Is this correct? Do solar panels always/generally have enough resistance to prevent an external voltage around their nominal voltage from inducing a current in them when they're not illuminated?
If so, what is the behavior of commercially available photovoltaics as that resistance is challenged and overcome?
Does their output power decrease when external voltage is applied to them, and as that voltage is increased?
What happens to their resistance (and at what rate) as light starts shining on them and they start producing their own voltage?
How does one determine the maximum external voltage to which a solar panel can safely be subjected? Presumably, at some point, you'll overcome its resistance and either send a lightning scorch mark across it or melt it (if there aren't any quantum or metallurgical shenanigans before then). Is that point a product of its material, open-circuit voltage, or manufacturer decisions? And what exactly happens when you reach it— What is the failure case from shorting (an external voltage) across a solar panel, and how do you get there?

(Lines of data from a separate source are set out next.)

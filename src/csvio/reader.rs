//! Lazy, typed CSV record iteration
//!
//! [`CsvIterator`] reads one record at a time through a buffered `csv::Reader`
//! and maps the raw fields to `T` with a caller-supplied conversion function.
//! Read failures and conversion failures are yielded inline as
//! [`CsvError::Iteration`] and [`CsvError::Conversion`] so the caller decides
//! whether to skip the row or stop.

use csv::StringRecord;
use serde::de::DeserializeOwned;
use std::fs::File;
use std::io::Read;
use std::iter::FusedIterator;
use std::marker::PhantomData;
use std::path::{Path, PathBuf};
use tracing::debug;

use super::error::CsvError;
use super::record::Record;
use crate::constants::DEFAULT_BUFFER_SIZE;
use crate::error::BoxError;

/// Conversion function yielding the raw fields of a record
pub type RawParseFn = fn(&StringRecord) -> Result<Vec<String>, BoxError>;

/// Iterator over the raw fields of each record
pub type RawIterator<R = File> = CsvIterator<Vec<String>, RawParseFn, R>;

/// Single-pass iterator over the records of a CSV source
///
/// The source is released as soon as the sequence is exhausted or the
/// iterator is dropped. Create a new iterator to read the source again.
pub struct CsvIterator<T, F, R = File> {
    label: PathBuf,
    reader: Option<csv::Reader<R>>,
    header_pending: bool,
    line_number: usize,
    record: StringRecord,
    parse: F,
    _output: PhantomData<fn() -> T>,
}

impl<T, F> CsvIterator<T, F, File> {
    /// Open `path` with the default buffer size
    pub fn new(path: impl AsRef<Path>, has_header: bool, parse: F) -> Result<Self, CsvError>
    where
        F: FnMut(&StringRecord) -> Result<T, BoxError>,
    {
        Self::with_buffer_size(path, has_header, DEFAULT_BUFFER_SIZE, parse)
    }

    /// Open `path` with a custom buffer size
    ///
    /// `buffer_size` is only used when it exceeds [`DEFAULT_BUFFER_SIZE`].
    pub fn with_buffer_size(
        path: impl AsRef<Path>,
        has_header: bool,
        buffer_size: usize,
        parse: F,
    ) -> Result<Self, CsvError>
    where
        F: FnMut(&StringRecord) -> Result<T, BoxError>,
    {
        let path = path.as_ref();
        let file = File::open(path).map_err(|e| CsvError::iteration(path, None, e))?;
        debug!(path = %path.display(), "opened CSV file");

        Ok(Self::from_reader(file, path, has_header, buffer_size, parse))
    }
}

impl<T, F, R: Read> CsvIterator<T, F, R> {
    /// Iterate over an already opened source
    ///
    /// `label` identifies the source in error messages.
    pub fn from_reader(
        reader: R,
        label: impl Into<PathBuf>,
        has_header: bool,
        buffer_size: usize,
        parse: F,
    ) -> Self
    where
        F: FnMut(&StringRecord) -> Result<T, BoxError>,
    {
        // Headers are handled here rather than by the csv crate so that the
        // header record still counts towards line numbering.
        let reader = csv::ReaderBuilder::new()
            .has_headers(false)
            .buffer_capacity(effective_buffer_size(buffer_size))
            .from_reader(reader);

        Self {
            label: label.into(),
            reader: Some(reader),
            header_pending: has_header,
            line_number: 0,
            record: StringRecord::new(),
            parse,
            _output: PhantomData,
        }
    }

    /// Source label used in errors
    pub fn path(&self) -> &Path {
        &self.label
    }

    /// Line number of the most recently read record
    pub fn line_number(&self) -> usize {
        self.line_number
    }

    fn read_next(&mut self) -> Option<csv::Result<bool>> {
        self.reader
            .as_mut()
            .map(|reader| reader.read_record(&mut self.record))
    }

    fn release(&mut self) {
        if self.reader.take().is_some() {
            debug!(
                "Released CSV source {} after {} lines",
                self.label.display(),
                self.line_number
            );
        }
    }
}

impl<T, F, R> Iterator for CsvIterator<T, F, R>
where
    F: FnMut(&StringRecord) -> Result<T, BoxError>,
    R: Read,
{
    type Item = Result<Record<T>, CsvError>;

    fn next(&mut self) -> Option<Self::Item> {
        if self.header_pending {
            self.header_pending = false;
            self.line_number += 1;
            match self.read_next()? {
                Ok(true) => {}
                Ok(false) | Err(_) => {
                    self.release();
                    return None;
                }
            }
        }

        let line = self.line_number + 1;
        let read = self.read_next()?;
        self.line_number = line;

        match read {
            Ok(false) => {
                self.release();
                None
            }
            Err(e) => {
                // An I/O failure will not clear on retry, so end the sequence
                // after reporting it.
                let fatal = matches!(e.kind(), csv::ErrorKind::Io(_));
                let err = CsvError::iteration(&self.label, Some(line), e);
                if fatal {
                    self.release();
                }
                Some(Err(err))
            }
            Ok(true) => Some(match (self.parse)(&self.record) {
                Ok(data) => Ok(Record::new(line, data)),
                Err(e) => Err(CsvError::conversion(&self.label, Some(line), e)),
            }),
        }
    }
}

impl<T, F, R> FusedIterator for CsvIterator<T, F, R>
where
    F: FnMut(&StringRecord) -> Result<T, BoxError>,
    R: Read,
{
}

/// Open `path` and yield each record's fields as owned strings
pub fn raw_iterator(path: impl AsRef<Path>, has_header: bool) -> Result<RawIterator, CsvError> {
    CsvIterator::new(path, has_header, raw_fields as RawParseFn)
}

/// Identity conversion returning the record's fields
pub fn raw_fields(record: &StringRecord) -> Result<Vec<String>, BoxError> {
    Ok(record.iter().map(str::to_owned).collect())
}

/// Conversion function mapping a record positionally onto `T` with serde
pub fn deserialize_record<T: DeserializeOwned>(record: &StringRecord) -> Result<T, BoxError> {
    record.deserialize(None).map_err(Into::into)
}

fn effective_buffer_size(requested: usize) -> usize {
    if requested > DEFAULT_BUFFER_SIZE {
        requested
    } else {
        DEFAULT_BUFFER_SIZE
    }
}
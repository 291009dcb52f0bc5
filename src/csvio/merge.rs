//! Concatenation of CSV files sharing one column layout
//!
//! Every input must have the same number of columns as the first record of
//! the first input. With `has_header`, the first record of every input is
//! treated as a header and only the first input's header is written.
//! Any failure aborts the merge and leaves the partial output on disk. An
//! output that is also one of the inputs is rejected before anything is
//! written.

use std::io::Write;
use std::path::{Path, PathBuf};
use std::time::Instant;
use tokio_util::sync::CancellationToken;
use tracing::{Level, debug, info};

use super::reader::raw_iterator;
use super::writer::{RawWriter, raw_writer};
use crate::error::{Error, Result};
use crate::logging::log_elapsed_time;

/// Outcome of a successful merge
#[derive(Debug, Clone, PartialEq, Eq)]
pub struct MergeSummary {
    pub output: PathBuf,
    pub files_merged: usize,
    /// Data rows written, header excluded
    pub data_rows: usize,
    pub header_written: bool,
}

/// Merge `inputs` into `output`
pub fn merge<P: AsRef<Path>>(
    output: impl AsRef<Path>,
    has_header: bool,
    inputs: &[P],
) -> Result<MergeSummary> {
    merge_with_cancellation(output, has_header, inputs, &CancellationToken::new())
}

/// Merge `inputs` into `output`, stopping early once `token` is cancelled
pub fn merge_with_cancellation<P: AsRef<Path>>(
    output: impl AsRef<Path>,
    has_header: bool,
    inputs: &[P],
    token: &CancellationToken,
) -> Result<MergeSummary> {
    let start_time = Instant::now();
    let output = output.as_ref();
    let first = inputs.first().ok_or(Error::NoInputFiles)?.as_ref();
    ensure_output_is_not_input(output, inputs)?;

    let leading = read_leading_record(first)?;
    info!(
        "Merging {} files into {} ({} columns)",
        inputs.len(),
        output.display(),
        leading.len()
    );

    let mut writer = raw_writer(output)?;
    let data_rows = write_merged(&mut writer, &leading, has_header, inputs, token)?;
    writer.close()?;

    log_elapsed_time(Level::DEBUG, "merge", start_time);
    info!(path = %output.display(), "Merged {} data rows", data_rows);

    Ok(MergeSummary {
        output: output.to_path_buf(),
        files_merged: inputs.len(),
        data_rows,
        header_written: has_header,
    })
}

/// Reject an `output` that names one of `inputs`
///
/// Paths are compared after canonicalization when both exist, so a relative
/// and an absolute spelling of the same file are caught.
pub fn ensure_output_is_not_input<P: AsRef<Path>>(output: &Path, inputs: &[P]) -> Result<()> {
    let output_canonical = output.canonicalize().ok();
    for input in inputs {
        let input = input.as_ref();
        let same = match (&output_canonical, input.canonicalize()) {
            (Some(out), Ok(inp)) => *out == inp,
            _ => input == output,
        };
        if same {
            return Err(Error::configuration(format!(
                "Output file {} is also an input",
                input.display()
            )));
        }
    }
    Ok(())
}

/// Write the header and every data row of `inputs` to `writer`
///
/// The header is flushed once it is written and every data row is flushed
/// individually. Returns the number of data rows written.
pub(crate) fn write_merged<P, W>(
    writer: &mut RawWriter<W>,
    leading: &[String],
    has_header: bool,
    inputs: &[P],
    token: &CancellationToken,
) -> Result<usize>
where
    P: AsRef<Path>,
    W: Write,
{
    let expected = leading.len();
    if has_header {
        writer.write_header(leading)?;
        writer.flush()?;
    }

    let mut data_rows = 0;
    for input in inputs {
        let input = input.as_ref();
        debug!(path = %input.display(), "appending input");

        for item in raw_iterator(input, false)? {
            if token.is_cancelled() {
                return Err(Error::processing_interrupted(format!(
                    "merge into {} cancelled while reading {}",
                    writer.path().display(),
                    input.display()
                )));
            }

            let record = item?;
            if record.line_number == 1 {
                if record.data.len() != expected {
                    return Err(Error::column_count_mismatch(
                        input,
                        expected,
                        record.data.len(),
                    ));
                }
                if has_header {
                    continue;
                }
            }

            writer.write(&record.data)?;
            writer.flush()?;
            data_rows += 1;
        }
    }

    Ok(data_rows)
}

fn read_leading_record(path: &Path) -> Result<Vec<String>> {
    match raw_iterator(path, false)?.next() {
        Some(record) => Ok(record?.data),
        None => Err(Error::empty_input(path)),
    }
}
//! Command implementations for the utilkit CLI
//!
//! Each subcommand lives in its own module and reports its own summary.
//! Commands receive the signal-derived cancellation token from `main`.

pub mod merge;
pub mod shared;
pub mod validate;

use crate::cli::args::{Args, Commands};
use anyhow::Result;
use tokio_util::sync::CancellationToken;

/// Dispatch to the handler of the selected subcommand
pub async fn run(args: Args, token: CancellationToken) -> Result<()> {
    let show_progress = args.show_progress();
    match args.command {
        Commands::Merge(merge_args) => {
            merge::run_merge(merge_args, show_progress, token).await?;
        }
        Commands::Validate(validate_args) => {
            validate::run_validate(validate_args, show_progress, token).await?;
        }
    }
    Ok(())
}
//! Typed CSV output
//!
//! [`CsvWriter`] converts values to fields with a caller-supplied function and
//! encodes them through a buffered `csv::Writer`. Nothing is guaranteed to reach
//! the destination until [`CsvWriter::flush`] or [`CsvWriter::close`].

use std::fs::{File, create_dir_all};
use std::io::Write;
use std::marker::PhantomData;
use std::path::{Path, PathBuf};
use tracing::debug;

use super::error::CsvError;
use crate::constants::{DEFAULT_BUFFER_SIZE, STREAM_LABEL};
use crate::error::BoxError;

/// Conversion function emitting raw fields unchanged
pub type RawEmitFn = fn(&Vec<String>) -> Result<Vec<String>, BoxError>;

/// Writer for rows that are already split into fields
pub type RawWriter<W = File> = CsvWriter<Vec<String>, RawEmitFn, W>;

pub struct CsvWriter<T, F, W: Write = File> {
    label: PathBuf,
    inner: csv::Writer<W>,
    convert: F,
    rows_written: usize,
    _input: PhantomData<fn(&T)>,
}

impl<T, F> CsvWriter<T, F, File> {
    /// Create (or truncate) `path`, creating missing parent directories
    pub fn create(path: impl AsRef<Path>, convert: F) -> Result<Self, CsvError>
    where
        F: FnMut(&T) -> Result<Vec<String>, BoxError>,
    {
        let path = path.as_ref();
        if let Some(parent) = path.parent()
            && !parent.as_os_str().is_empty()
        {
            create_dir_all(parent).map_err(|e| CsvError::output(path, None, e))?;
        }
        let file = File::create(path).map_err(|e| CsvError::output(path, None, e))?;
        debug!(path = %path.display(), "created CSV output");

        Ok(Self::with_label(file, path, convert))
    }
}

impl<T, F, W: Write> CsvWriter<T, F, W> {
    /// Wrap an arbitrary destination
    pub fn from_writer(writer: W, convert: F) -> Self
    where
        F: FnMut(&T) -> Result<Vec<String>, BoxError>,
    {
        Self::with_label(writer, STREAM_LABEL, convert)
    }

    /// Wrap a destination, naming it `label` in errors
    pub fn with_label(writer: W, label: impl Into<PathBuf>, convert: F) -> Self
    where
        F: FnMut(&T) -> Result<Vec<String>, BoxError>,
    {
        let inner = csv::WriterBuilder::new()
            .has_headers(false)
            .terminator(csv::Terminator::Any(b'\n'))
            .buffer_capacity(DEFAULT_BUFFER_SIZE)
            .from_writer(writer);

        Self {
            label: label.into(),
            inner,
            convert,
            rows_written: 0,
            _input: PhantomData,
        }
    }

    pub fn path(&self) -> &Path {
        &self.label
    }

    /// Rows written so far, header included
    pub fn rows_written(&self) -> usize {
        self.rows_written
    }

    /// Write a literal row of column names
    pub fn write_header<I, S>(&mut self, fields: I) -> Result<(), CsvError>
    where
        I: IntoIterator<Item = S>,
        S: AsRef<[u8]>,
    {
        self.write_record(fields)
    }

    /// Convert `value` and write it as one row
    pub fn write(&mut self, value: &T) -> Result<(), CsvError>
    where
        F: FnMut(&T) -> Result<Vec<String>, BoxError>,
    {
        let fields = (self.convert)(value)
            .map_err(|e| CsvError::conversion(&self.label, Some(self.rows_written + 1), e))?;
        self.write_record(&fields)
    }

    /// Write pre-split fields without invoking the conversion function
    pub fn write_record<I, S>(&mut self, fields: I) -> Result<(), CsvError>
    where
        I: IntoIterator<Item = S>,
        S: AsRef<[u8]>,
    {
        let row = self.rows_written + 1;
        self.inner
            .write_record(fields)
            .map_err(|e| CsvError::output(&self.label, Some(row), e))?;
        self.rows_written = row;
        Ok(())
    }

    /// Push buffered rows to the destination without closing it
    pub fn flush(&mut self) -> Result<(), CsvError> {
        self.inner
            .flush()
            .map_err(|e| CsvError::output(&self.label, None, e))
    }

    /// Flush and release the destination
    pub fn close(self) -> Result<(), CsvError> {
        let label = self.label.clone();
        let rows = self.rows_written;
        drop(self.into_inner()?);
        debug!("Closed CSV output {} after {} rows", label.display(), rows);
        Ok(())
    }

    /// Flush and hand back the destination
    pub fn into_inner(self) -> Result<W, CsvError> {
        let label = self.label;
        self.inner
            .into_inner()
            .map_err(|e| CsvError::output(label, None, e.into_error()))
    }
}

/// Create a [`RawWriter`] for `path`
pub fn raw_writer(path: impl AsRef<Path>) -> Result<RawWriter, CsvError> {
    CsvWriter::create(path, emit_fields as RawEmitFn)
}

/// Identity conversion for rows that are already fields
pub fn emit_fields(fields: &Vec<String>) -> Result<Vec<String>, BoxError> {
    Ok(fields.clone())
}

And lastly, how non-linear or asymmetric are these behaviors? Without illumination, do solar panels have higher resistance in one direction than the other? Are they more vulnerable to being burned by external voltage in one direction than the other?
The specific motivation behind this question is to be able to use solar arrays in parallel with other DC power sources without modifying the load (and ideally while gaining the benefits of both and damaging neither), but information about the mechanistic basis of such a setup would be much more valuable.